Abstract: Customer churn is the focal concern of most companies which are active in
industries with low switching cost. Among all industries which suffer from
this issue, telecommunications industry can be considered in the top of the
list with approximate annual churn rate of 30%. Tackling this problem,
there exist different approaches via developing predictive models for
customers churn, but due to the nature of pre-paid mobile telephony market
which is not contract-based, customer churn is not easily traceable and
definable, thus constructing a predictive model would be of high
complexity. Handling this issue, in this study, we developed a dual-step
model building approach, which consists of clustering phase and
classification phase. With this regard firstly, the customer base was
divided into four clusters, based on their RFM related features, with the
aim of extracting a logical definition of churn, and secondly, based on the
churn definitions that were extracted in the first step, we conducted the
second step which was the model building phase.
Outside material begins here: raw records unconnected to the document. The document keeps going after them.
//! Request chaining integration tests
//!
//! These tests record exchanges into an on-disk workspace and check that
//! later requests can pull values out of them through placeholders and
//! shortcuts.

use super::{workspace, write_file};
use spag::commands::{self, CommandError, RequestOptions};
use spag::history::{ExchangeResponse, HistoryError, RecordedExchange};
use spag::variables::VarError;
use std::collections::BTreeMap;
use tempfile::TempDir;

/// Helper to build an exchange with a JSON response body
fn create_exchange(method: &str, url: &str, status: u16, body: &str) -> RecordedExchange {
    let response = ExchangeResponse {
        status,
        headers: BTreeMap::from([("location".to_string(), "/things/abc".to_string())]),
        body: body.to_string(),
    };
    RecordedExchange::new(method, url, BTreeMap::new(), None, response)
        .expect("Failed to build exchange")
}

#[test]
fn test_chaining_from_last_response() {
    let temp_dir = TempDir::new().unwrap();
    let ws = workspace(&temp_dir);

    write_file(
        temp_dir.path(),
        "requests/things/get.yml",
        "method: GET\nuri: /things/{{last.response.body.id}}\n",
    );
    ws.remembers
        .remember(
            "last",
            &create_exchange("post", "http://localhost:5000/things", 201, r#"{"id": "abc"}"#),
        )
        .unwrap();

    let options = RequestOptions {
        endpoint: Some("http://localhost:5000".to_string()),
        ..Default::default()
    };
    let request = commands::prepare_request(&ws, "get", None, &options).unwrap();
    assert_eq!(request.url, "http://localhost:5000/things/abc");
}

#[test]
fn test_chaining_from_named_exchange() {
    let temp_dir = TempDir::new().unwrap();
    let ws = workspace(&temp_dir);

    let created = create_exchange(
        "POST",
        "http://localhost:5000/things",
        201,
        r#"{"id": "first"}"#,
    );
    let other = create_exchange(
        "POST",
        "http://localhost:5000/other",
        201,
        r#"{"id": "second"}"#,
    );
    ws.remembers.remember("things/create", &created).unwrap();
    ws.remembers.remember("other", &other).unwrap();

    // "last" now points at the second exchange, the named one is unchanged
    let out = commands::render(
        &ws,
        "{{create.response.body.id}} {{last.response.body.id}}",
        &[],
        false,
    )
    .unwrap();
    assert_eq!(out, "first second");
}

#[test]
fn test_shortcuts_in_headers_and_data() {
    let temp_dir = TempDir::new().unwrap();
    let ws = workspace(&temp_dir);

    write_file(
        temp_dir.path(),
        "requests/things/update.yml",
        "method: PUT\nuri: /things/{{id}}\nbody:\n  name: updated\n",
    );
    ws.remembers
        .remember(
            "last",
            &create_exchange(
                "POST",
                "http://localhost:5000/things",
                201,
                r#"{"id": "abc", "token": "t0k3n", "nested": {"n": 2}}"#,
            ),
        )
        .unwrap();
    commands::env_set(&ws, &["endpoint=http://localhost:5000".to_string()], &[]).unwrap();

    let options = RequestOptions {
        withs: vec!["id=@id".to_string()],
        headers: vec!["authorization: Bearer @token".to_string()],
        data: Some(r#"{"n": @nested.n}"#.to_string()),
        ..Default::default()
    };
    // `@nested.n` has a dot, so it walks from `last.response`, not its body
    let err = commands::prepare_request(&ws, "update", None, &options).unwrap_err();
    assert!(matches!(
        err,
        CommandError::Template(VarError::SubstitutionFailed { .. })
    ));

    let options = RequestOptions {
        data: Some(r#"{"n": @body.nested.n, "where": "@headers.location"}"#.to_string()),
        ..options
    };
    let request = commands::prepare_request(&ws, "update", None, &options).unwrap();
    assert_eq!(request.url, "http://localhost:5000/things/abc");
    assert_eq!(request.headers["authorization"], "Bearer t0k3n");
    assert_eq!(
        request.body.as_deref(),
        Some(r#"{"n": 2, "where": "/things/abc"}"#)
    );
}

#[test]
fn test_env_set_stores_resolved_shortcut() {
    let temp_dir = TempDir::new().unwrap();
    let ws = workspace(&temp_dir);

    ws.remembers
        .remember(
            "last",
            &create_exchange("POST", "http://localhost:5000/login", 200, r#"{"token": "xyz"}"#),
        )
        .unwrap();

    commands::env_set(&ws, &[], &["Authorization:Bearer @token".to_string()]).unwrap();

    let out = commands::render(&ws, "{{[].headers.Authorization}}", &[], true).unwrap();
    assert_eq!(out, "Bearer xyz");
}

#[test]
fn test_fallback_to_default_without_history() {
    let temp_dir = TempDir::new().unwrap();
    let ws = workspace(&temp_dir);

    let out = commands::render(&ws, "{{last.response.body.id, id : none}}", &[], true).unwrap();
    assert_eq!(out, "none");

    let withs = ["id=7".to_string()];
    let out = commands::render(&ws, "{{last.response.body.id, id : none}}", &withs, true).unwrap();
    assert_eq!(out, "7");
}

#[test]
fn test_ambiguous_exchange_name_is_fatal() {
    let temp_dir = TempDir::new().unwrap();
    let ws = workspace(&temp_dir);

    let exchange = create_exchange("GET", "http://localhost:5000/thing", 200, "{}");
    ws.remembers.remember("a/thing", &exchange).unwrap();
    ws.remembers.remember("b/thing", &exchange).unwrap();

    // even a default does not paper over an ambiguous name
    let err = commands::render(&ws, "{{thing.response.status : 0}}", &[], false).unwrap_err();
    assert!(matches!(
        err,
        CommandError::Template(VarError::Exchange(ref e)) if e.is_ambiguous()
    ));

    let out = commands::render(&ws, "{{a/thing.response.status : 0}}", &[], false).unwrap();
    assert_eq!(out, "200");
}

#[test]
fn test_record_feeds_remembers_and_history() {
    let temp_dir = TempDir::new().unwrap();
    let ws = workspace(&temp_dir);

    let exchange = create_exchange("POST", "http://localhost:5000/things?x=1", 201, r#"{"id": 9}"#);
    let text = exchange.to_yaml_string().unwrap();

    commands::record(&ws, &text, Some("create")).unwrap();

    assert_eq!(commands::render(&ws, "@id", &[], true).unwrap(), "9");
    assert_eq!(
        commands::render(&ws, "{{create.response.status}}", &[], false).unwrap(),
        "201"
    );
    assert_eq!(
        commands::history_list(&ws).unwrap(),
        vec!["0: POST http://localhost:5000/things?x=1".to_string()]
    );

    let shown = commands::history_show(&ws, "0").unwrap();
    assert!(shown.contains("Status code 201"));

    assert!(matches!(
        commands::history_show(&ws, "1"),
        Err(CommandError::History(HistoryError::OutOfBounds { index: 1, len: 1 }))
    ));

    // clearing history keeps the remembered exchanges
    assert_eq!(commands::history_clear(&ws).unwrap(), "History cleared");
    assert!(commands::history_list(&ws).unwrap().is_empty());
    assert_eq!(commands::render(&ws, "@id", &[], true).unwrap(), "9");
}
In the model building phase
firstly the Decision Tree (CART algorithm) was utilized in order to build
the predictive model, afterwards with the aim of comparing the performance
of different algorithms, Neural Networks algorithm and different algorithms
of Decision Tree were utilized to construct the predictive models for churn
in our developed clusters. Evaluating and comparing the performance of the
employed algorithms based on “Gain measure”, we concluded that employing a
multi-algorithm approach in which different algorithms are used for
different clusters, can bring the maximum “Gain” among the tested
Furthermore, dealing with our imbalanced dataset, we tested the cost-
sensitive learning method as a remedy for handling the class imbalance.
Regarding the results, both simple and cost-sensitive predictive models
have a considerable higher performance than random sampling in both CART
model and multi-algorithm model. Additionally, according to our study, cost-
sensitive learning was proved to outperform the simple model only in CART
model but not in the multi-algorithm.